At the end of the erythrocytic cycle, the schizonts burst and release merozoites in the blood stream, enabling the invasion of uninfected reticulocytes. The recognition of reticulocytes and the invasion process require interactions between parasite ligands and reticulocyte receptors. For Duffy-positive reticulocyte invasion, PvRBP2b binds first to the TfR1 present on reticulocytes, and subsequently, PvDBP engages with the Duffy protein allowing the entry of the merozoite in the cell. Other ligands such as PvEBP, PvRBPs, PvMSP1P, PvAMA1, or PvGAMA are currently being investigated for their involvement in this invasion process, and their putative receptors are unknown. PvRBP2b probably also recognizes TfR1 of Duffy-negative reticulocytes; however, the subsequent invasion steps are still unknown.
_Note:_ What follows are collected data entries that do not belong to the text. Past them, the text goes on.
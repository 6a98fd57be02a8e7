//! The [`GuardrailStage`] trait — the primary evaluation interface for the
//! new pipeline framework.
//!
//! A guardrail stage receives a [`Content`] value and a [`SecurityContext`],
//! and returns a [`StageOutcome`].  Stages are composed into a
//! [`PipelineExecutor`](super::executor::PipelineExecutor) which orchestrates
//! execution order, fail-mode, caching, and metrics.
//!
//! # Implementing a stage
//!
//! ```rust,ignore
//! use vantage_guard::pipeline::{
//!     content::Content,
//!     outcome::{StageOutcome, StageError},
//!     stage::{GuardrailStage, SecurityContext},
//! };
//!
//! struct MyDetector;
//!
//! #[async_trait::async_trait]
//! impl GuardrailStage for MyDetector {
//!     fn id(&self) -> &str { "my_detector" }
//!
//!     async fn evaluate(
//!         &self,
//!         content: &Content,
//!         _ctx: &SecurityContext,
//!     ) -> Result<StageOutcome, StageError> {
//!         // inspection logic …
//!         Ok(StageOutcome::allow(1.0))
//!     }
//! }
//! ```

use super::content::Content;
use super::outcome::{StageError, StageOutcome};
use async_trait::async_trait;
use serde::{Deserialize, Serialize};
use std::collections::HashMap;
use std::sync::Arc;

/// Maximum depth for delegation parent chains. Beyond this limit,
/// `SecurityContext::child()` will omit the parent link to prevent
/// unbounded memory growth from deeply nested agent delegations.
const MAX_DELEGATION_DEPTH: usize = 64;

// ── SecurityContext ────────────────────────────────────────────────────

/// Contextual information passed to every guardrail stage.
///
/// Carries session identity, accumulated risk scoring, and a parent chain
/// for agent delegation tracking.  The context is **immutable** from a
/// stage's perspective — stages communicate downstream via their
/// [`StageOutcome`] and the pipeline's metadata aggregation.
///
/// ```rust
/// use vantage_guard::pipeline::stage::SecurityContext;
///
/// let ctx = SecurityContext::builder()
///     .session_id("sess-001")
///     .user_id("user-42")
///     .risk_score(0.0)
///     .build();
///
/// assert_eq!(ctx.session_id(), "sess-001");
/// ```
#[derive(Debug, Clone)]
pub struct SecurityContext {
    session_id: String,
    user_id: Option<String>,
    risk_score: f32,
    metadata: HashMap<String, serde_json::Value>,
    parent: Option<Arc<SecurityContext>>,
}

impl Default for SecurityContext {
    fn default() -> Self {
        Self {
            session_id: String::new(),
            user_id: None,
            risk_score: 0.0,
            metadata: HashMap::new(),
            parent: None,
        }
    }
}

impl SecurityContext {
    /// Start building a context.
    #[must_use]
    pub fn builder() -> SecurityContextBuilder {
        SecurityContextBuilder::default()
    }

    /// The session identifier.
    #[must_use]
    pub fn session_id(&self) -> &str {
        &self.session_id
    }

    /// The user identifier, if authenticated.
    #[must_use]
    pub fn user_id(&self) -> Option<&str> {
        self.user_id.as_deref()
    }

    /// Accumulated risk score across the pipeline (0.0 = safe, 1.0 = certain threat).
    #[must_use]
    pub fn risk_score(&self) -> f32 {
        self.risk_score
    }

    /// Arbitrary metadata attached to this request.
    #[must_use]
    pub fn metadata(&self) -> &HashMap<String, serde_json::Value> {
        &self.metadata
    }

    /// Get a single metadata value.
    #[must_use]
    pub fn get_metadata(&self, key: &str) -> Option<&serde_json::Value> {
        self.metadata.get(key)
    }

    /// The parent context in a delegation chain (for agent-to-agent flows).
    #[must_use]
    pub fn parent(&self) -> Option<&Arc<SecurityContext>> {
        self.parent.as_ref()
    }

    /// Walk the delegation chain and return the depth (0 = no parent).
    #[must_use]
    pub fn delegation_depth(&self) -> usize {
        let mut depth = 0;
        let mut current = self.parent.as_ref();
        while let Some(p) = current {
            depth += 1;
            current = p.parent.as_ref();
        }
        depth
    }

    /// Derive a child context for agent delegation, creating a parent link.
    ///
    /// If the delegation chain has reached [`MAX_DELEGATION_DEPTH`], the
    /// parent link is **silently omitted** to prevent unbounded memory
    /// growth.  The child is still created with inherited identity and
    /// risk score — only the ancestry chain is truncated.
    #[must_use]
    pub fn child(&self, session_id: impl Into<String>) -> Self {
        // Cap the parent chain to avoid unbounded memory from deep delegation.
        let parent = if self.delegation_depth() >= MAX_DELEGATION_DEPTH {
            None
        } else {
            Some(Arc::new(self.clone()))
        };

        Self {
            session_id: session_id.into(),
            user_id: self.user_id.clone(),
            risk_score: self.risk_score,
            metadata: HashMap::new(),
            parent,
        }
    }

    /// Create a copy with an updated risk score.
    #[must_use]
    pub fn with_risk_score(mut self, score: f32) -> Self {
        self.risk_score = score;
        self
    }

    /// Create a copy with additional metadata merged in.
    #[must_use]
    pub fn with_metadata(mut self, key: impl Into<String>, value: serde_json::Value) -> Self {
        self.metadata.insert(key.into(), value);
        self
    }
}

// ── SecurityContextBuilder ─────────────────────────────────────────────

/// Builder for [`SecurityContext`].
#[derive(Debug, Default)]
pub struct SecurityContextBuilder {
    session_id: String,
    user_id: Option<String>,
    risk_score: f32,
    metadata: HashMap<String, serde_json::Value>,
    parent: Option<Arc<SecurityContext>>,
}

impl SecurityContextBuilder {
    /// Set the session identifier.
    #[must_use]
    pub fn session_id(mut self, id: impl Into<String>) -> Self {
        self.session_id = id.into();
        self
    }

    /// Set the user identifier.
    #[must_use]
    pub fn user_id(mut self, id: impl Into<String>) -> Self {
        self.user_id = Some(id.into());
        self
    }

    /// Set the initial risk score.
    ///
    /// # Panics (debug only)
    ///
    /// Debug-asserts that `score` is in \[0.0, 1.0\].
    #[must_use]
    pub fn risk_score(mut self, score: f32) -> Self {
        debug_assert!(
            (0.0..=1.0).contains(&score),
            "risk_score must be in [0.0, 1.0], got {score}",
        );
        self.risk_score = score;
        self
    }

    /// Add a metadata entry.
    #[must_use]
    pub fn metadata(mut self, key: impl Into<String>, value: serde_json::Value) -> Self {
        self.metadata.insert(key.into(), value);
        self
    }

    /// Link to a parent context (for delegation chains).
    #[must_use]
    pub fn parent(mut self, parent: Arc<SecurityContext>) -> Self {
        self.parent = Some(parent);
        self
    }

    /// Build the context.
    #[must_use]
    pub fn build(self) -> SecurityContext {
        SecurityContext {
            session_id: self.session_id,
            user_id: self.user_id,
            risk_score: self.risk_score,
            metadata: self.metadata,
            parent: self.parent,
        }
    }
}

// ── GuardrailStage trait ───────────────────────────────────────────────

/// A single composable security check in the pipeline.
///
/// Implementations are expected to be cheap to clone (or internally
/// `Arc`-wrapped) and safe to share across Tokio tasks.
///
/// # Contract
///
/// - [`evaluate`](Self::evaluate) must be **pure** with respect to `self` —
///   it must not mutate internal state between calls.
/// - If the stage encounters an internal error, return `Err(StageError)`.
///   The pipeline will consult [`degradable`](Self::degradable) to decide
///   whether to skip the stage or abort.
/// - Stages should complete within a few milliseconds.  Long-running
///   backends (remote APIs, heavy ML models) should use the circuit
///   breaker provided by the pipeline layer.
#[async_trait]
pub trait GuardrailStage: Send + Sync {
    /// Unique identifier for this stage (e.g. `"injection_heuristic"`).
    ///
    /// Used for logging, metrics labels, and deduplication.
    fn id(&self) -> &str;

    /// Evaluate the given content against this guardrail.
    ///
    /// # Errors
    ///
    /// Returns [`StageError`] if the evaluation cannot complete (backend
    /// unavailable, invalid content format, internal bug).
    async fn evaluate(
        &self,
        content: &Content,
        ctx: &SecurityContext,
    ) -> Result<StageOutcome, StageError>;

    /// Whether the pipeline may skip this stage on error instead of aborting.
    ///
    /// Defaults to `true` (graceful degradation).  Override to `false` for
    /// stages that are critical and must never be skipped.
    fn degradable(&self) -> bool {
        true
    }

    /// Execution priority — lower values run first.
    ///
    /// The [`PipelineExecutor`](super::executor::PipelineExecutor) sorts
    /// stages by priority before execution.  Default is `100`.
    fn priority(&self) -> u32 {
        100
    }
}

// ── StageMetrics ───────────────────────────────────────────────────────

/// Metrics captured for a single stage execution.
///
/// Produced by the [`PipelineExecutor`](super::executor::PipelineExecutor)
/// for each stage and aggregated in the pipeline result.
#[derive(Debug, Clone, Serialize, Deserialize)]
pub struct StageMetrics {
    /// Stage identifier.
    pub stage_id: String,
    /// Wall-clock execution time.
    pub duration: std::time::Duration,
    /// Whether the stage returned from cache.
    pub cache_hit: bool,
    /// Whether the stage ran in degraded mode due to an error.
    pub degraded: bool,
    /// The outcome variant name (e.g. `"allow"`, `"block"`).
    pub outcome: String,
}

// ── Tests ──────────────────────────────────────────────────────────────

#[cfg(test)]
mod tests {
    use super::*;
    use crate::pipeline::outcome::Severity;

    struct AlwaysAllow;

    #[async_trait]
    impl GuardrailStage for AlwaysAllow {
        fn id(&self) -> &str {
            "always_allow"
        }

        async fn evaluate(
            &self,
            _content: &Content,
            _ctx: &SecurityContext,
        ) -> Result<StageOutcome, StageError> {
            Ok(StageOutcome::allow(1.0))
        }
    }

    struct AlwaysBlock;

    #[async_trait]
    impl GuardrailStage for AlwaysBlock {
        fn id(&self) -> &str {
            "always_block"
        }

        async fn evaluate(
            &self,
            _content: &Content,
            _ctx: &SecurityContext,
        ) -> Result<StageOutcome, StageError> {
            Ok(StageOutcome::block("threat detected", Severity::High))
        }

        fn degradable(&self) -> bool {
            false
        }

        fn priority(&self) -> u32 {
            10
        }
    }

    #[test]
    fn context_builder() {
        let ctx = SecurityContext::builder()
            .session_id("s1")
            .user_id("u1")
            .risk_score(0.5)
            .metadata("source", serde_json::json!("test"))
            .build();

        assert_eq!(ctx.session_id(), "s1");
        assert_eq!(ctx.user_id(), Some("u1"));
        assert!((ctx.risk_score() - 0.5).abs() < f32::EPSILON);
        assert_eq!(ctx.get_metadata("source"), Some(&serde_json::json!("test")));
    }

    #[test]
    fn delegation_chain() {
        let root = SecurityContext::builder().session_id("root").build();
        let child = root.child("child-1");
        let grandchild = child.child("child-2");

        assert_eq!(root.delegation_depth(), 0);
        assert_eq!(child.delegation_depth(), 1);
        assert_eq!(grandchild.delegation_depth(), 2);
        assert_eq!(grandchild.parent().unwrap().session_id(), "child-1");
    }

    #[test]
    fn test_delegation_depth_normal() {
        let root = SecurityContext::builder().session_id("root").build();
        let c1 = root.child("c1");
        let c2 = c1.child("c2");
        let c3 = c2.child("c3");

        assert_eq!(c3.delegation_depth(), 3);
    }

    #[test]
    fn test_delegation_depth_limit() {
        let mut ctx = SecurityContext::builder().session_id("d-0").build();
        for i in 1..=MAX_DELEGATION_DEPTH + 1 {
            ctx = ctx.child(format!("d-{i}"));
        }
        // Depth must never exceed the configured maximum.
        assert!(ctx.delegation_depth() <= MAX_DELEGATION_DEPTH);
    }

    #[tokio::test]
    async fn always_allow_stage() {
        let stage = AlwaysAllow;
        let content = Content::Text("hello".into());
        let ctx = SecurityContext::default();
        let outcome = stage.evaluate(&content, &ctx).await.unwrap();
        assert!(outcome.is_allow());
    }

    #[tokio::test]
    async fn always_block_stage() {
        let stage = AlwaysBlock;
        assert_eq!(stage.priority(), 10);
        assert!(!stage.degradable());

        let content = Content::Text("malicious".into());
        let ctx = SecurityContext::default();
        let outcome = stage.evaluate(&content, &ctx).await.unwrap();
        assert!(outcome.is_block());
    }
}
Are there a few Duffy molecules present on the surface of the erythrocyte enabling parasites with multiple PvDBP gene copies to invade the cell? Conversely, is the invasion process of Duffy-negative reticulocytes occurring through alternate, yet-to-identity receptors of, perhaps, ligands such as PvEBP, PvMSP1P, or PvGAMA? Finally, the invasion process might occur through complete unknown pathways with both unidentified ligands (noted with X) and receptors. AMA1, anchored micronemal antigen 1; DBP, Duffy binding protein; EBP, erythrocyte-binding protein; GAMA, glycosylphosphatidylinositol-anchored micronemal antigen; MSP1P, merozoite surface protein-1 paralog; Pv, Plasmodium vivax; RBP, reticulocyte binding proteins; TfR1, transferrin receptor 1.